Elections Canada collects personal info on teens too young to vote
Last Updated: Thursday, February 12, 2009 | 11:17 AM ET CBC News


Elections Canada has been collecting personal information about Canadians under 18, even though it has no authority to do so because they are too young to vote, says a new report from Canada's auditor general and privacy commissioner.

Elections Canada estimates that it currently holds identity information on about 104,000 Canadians under the age of 18, said the report tabled in the House of Commons Thursday.

However, the report found that for the most part, Elections Canada and three other institutions audited collect only the information they are authorized to collect.

The report was one of two prepared jointly by Auditor General Sheila Fraser and privacy commissioner Jennifer Stoddart to look at the practices of four government departments with databases "housing vast quantities of personal information" such as birthdates and addresses:

  • Canada Revenue Agency
  • Elections Canada
  • Passport Canada
  • Service Canada

The report found Elections Canada has information on some young Canadians because it gets data from provincial and territorial driver's licence registries.

In response to the findings of the audit, Elections Canada said it will purge its database of information of Canadians under 18 and will ask suppliers to provide only information about adults.

Data gathering incomplete or duplicated

Other findings of the report were that:

  • Federal departments have no national framework that allows them work together in managing personal information. That has resulted in duplication, repeated consideration of the same problems and incomplete solutions to problems.
  • Even though there have been electronic links between federal departments and provincial governments for 10 years, only some information is being collected electronically. That means some individual federal organizations have separate agreements with provinces and territories to obtain and pay for information about people who have died, and then sometimes exchange information with each other about the same people.
The privacy commissioner’s mandate is to oversee compliance with laws governing the handling of personal information by federal government departments and the private sector, while the auditor general’s mandate is to hold the federal government accountable for its spending of public funds.
 
While you can get a driver's license before being able to vote it won't be long before you are voting. Seems like a good idea to get names close to voting age.

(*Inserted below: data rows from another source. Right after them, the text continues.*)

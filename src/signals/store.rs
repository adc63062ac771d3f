//! Signal stores - where marker state is read from
//!
//! [`FsSignalStore`] is the production store (marker files on disk).
//! [`MemorySignalStore`] keeps markers in memory and can inject read failures.

use super::{Signal, SignalTable};
use parking_lot::Mutex;
use std::collections::HashMap;
use std::fs;
use std::io;
use std::path::{Path, PathBuf};
use thiserror::Error;
use tracing::debug;

#[derive(Debug, Error)]
pub enum SignalError {
    #[error("marker {marker} is unreadable: {source}")]
    Unreadable {
        marker: PathBuf,
        #[source]
        source: io::Error,
    },

    #[error("signal {0} is unavailable")]
    Unavailable(Signal),
}

/// Read access to signals, plus removal of consume-once markers
pub trait SignalStore {
    /// Whether the marker backing `signal` exists
    fn exists(&self, signal: Signal) -> Result<bool, SignalError>;

    /// Marker content, or an empty string when the marker is absent
    fn read_text(&self, signal: Signal) -> Result<String, SignalError>;

    /// Remove the marker. Removing an absent marker succeeds.
    fn clear(&self, signal: Signal) -> Result<(), SignalError>;
}

/// Marker files on the local filesystem
#[derive(Debug, Clone)]
pub struct FsSignalStore {
    table: SignalTable,
}

impl FsSignalStore {
    pub fn new(table: SignalTable) -> Self {
        Self { table }
    }

    pub fn table(&self) -> &SignalTable {
        &self.table
    }

    fn unreadable(&self, signal: Signal, source: io::Error) -> SignalError {
        SignalError::Unreadable {
            marker: self.table.path(signal).to_path_buf(),
            source,
        }
    }
}

/// Existence check that follows symlinks.
///
/// A regular entry exists if it can be statted. A symlink exists only if its
/// target resolves, so a dangling link (or a link to one) reports `false`.
pub fn marker_exists(path: &Path) -> io::Result<bool> {
    let meta = match fs::symlink_metadata(path) {
        Ok(meta) => meta,
        Err(e) if e.kind() == io::ErrorKind::NotFound => return Ok(false),
        Err(e) => return Err(e),
    };

    if !meta.file_type().is_symlink() {
        return Ok(true);
    }

    let target = fs::read_link(path)?;
    let target = match (target.is_relative(), path.parent()) {
        (true, Some(parent)) => parent.join(target),
        _ => target,
    };

    match fs::metadata(&target) {
        Ok(_) => Ok(true),
        Err(e) if e.kind() == io::ErrorKind::NotFound => {
            debug!("Dangling marker link {:?} -> {:?}", path, target);
            Ok(false)
        }
        Err(e) => Err(e),
    }
}

impl SignalStore for FsSignalStore {
    fn exists(&self, signal: Signal) -> Result<bool, SignalError> {
        marker_exists(self.table.path(signal)).map_err(|e| self.unreadable(signal, e))
    }

    fn read_text(&self, signal: Signal) -> Result<String, SignalError> {
        match fs::read(self.table.path(signal)) {
            Ok(bytes) => Ok(String::from_utf8_lossy(&bytes).into_owned()),
            Err(e) if e.kind() == io::ErrorKind::NotFound => Ok(String::new()),
            Err(e) => Err(self.unreadable(signal, e)),
        }
    }

    fn clear(&self, signal: Signal) -> Result<(), SignalError> {
        match fs::remove_file(self.table.path(signal)) {
            Ok(()) => Ok(()),
            Err(e) if e.kind() == io::ErrorKind::NotFound => Ok(()),
            Err(e) => Err(self.unreadable(signal, e)),
        }
    }
}

#[derive(Debug, Clone)]
enum MemoryEntry {
    Present(String),
    /// Present, but cannot be cleared
    Stuck(String),
    Failing,
}

/// In-memory store, usable as an event-bus backed alternative to marker files
#[derive(Debug, Default)]
pub struct MemorySignalStore {
    entries: Mutex<HashMap<Signal, MemoryEntry>>,
}

impl MemorySignalStore {
    pub fn new() -> Self {
        Self::default()
    }

    /// Assert a flag signal
    pub fn set(&self, signal: Signal) {
        self.set_text(signal, "");
    }

    /// Assert a signal with content
    pub fn set_text(&self, signal: Signal, text: impl Into<String>) {
        self.entries
            .lock()
            .insert(signal, MemoryEntry::Present(text.into()));
    }

    /// Withdraw a signal
    pub fn remove(&self, signal: Signal) {
        self.entries.lock().remove(&signal);
    }

    /// Make every access to `signal` fail until it is set or removed
    pub fn fail(&self, signal: Signal) {
        self.entries.lock().insert(signal, MemoryEntry::Failing);
    }

    /// Assert a flag signal that refuses to be cleared until set or removed
    pub fn fail_clear(&self, signal: Signal) {
        self.entries
            .lock()
            .insert(signal, MemoryEntry::Stuck(String::new()));
    }

    pub fn is_set(&self, signal: Signal) -> bool {
        matches!(
            self.entries.lock().get(&signal),
            Some(MemoryEntry::Present(_) | MemoryEntry::Stuck(_))
        )
    }
}

impl SignalStore for MemorySignalStore {
    fn exists(&self, signal: Signal) -> Result<bool, SignalError> {
        match self.entries.lock().get(&signal) {
            Some(MemoryEntry::Present(_) | MemoryEntry::Stuck(_)) => Ok(true),
            Some(MemoryEntry::Failing) => Err(SignalError::Unavailable(signal)),
            None => Ok(false),
        }
    }

    fn read_text(&self, signal: Signal) -> Result<String, SignalError> {
        match self.entries.lock().get(&signal) {
            Some(MemoryEntry::Present(text) | MemoryEntry::Stuck(text)) => Ok(text.clone()),
            Some(MemoryEntry::Failing) => Err(SignalError::Unavailable(signal)),
            None => Ok(String::new()),
        }
    }

    fn clear(&self, signal: Signal) -> Result<(), SignalError> {
        let mut entries = self.entries.lock();
        if let Some(MemoryEntry::Failing | MemoryEntry::Stuck(_)) = entries.get(&signal) {
            return Err(SignalError::Unavailable(signal));
        }
        entries.remove(&signal);
        Ok(())
    }
}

Strangely one part of the article says:

Federal departments have no national framework that allows them work together in managing personal information. That has resulted in duplication, repeated consideration of the same problems and incomplete solutions to problems.

Odd thing to say since various Federal departments are prohibited from wholesale sharing of data by legislation. The driver of such restrictions is privacy and to prevent a large combined Federal database of Canadians.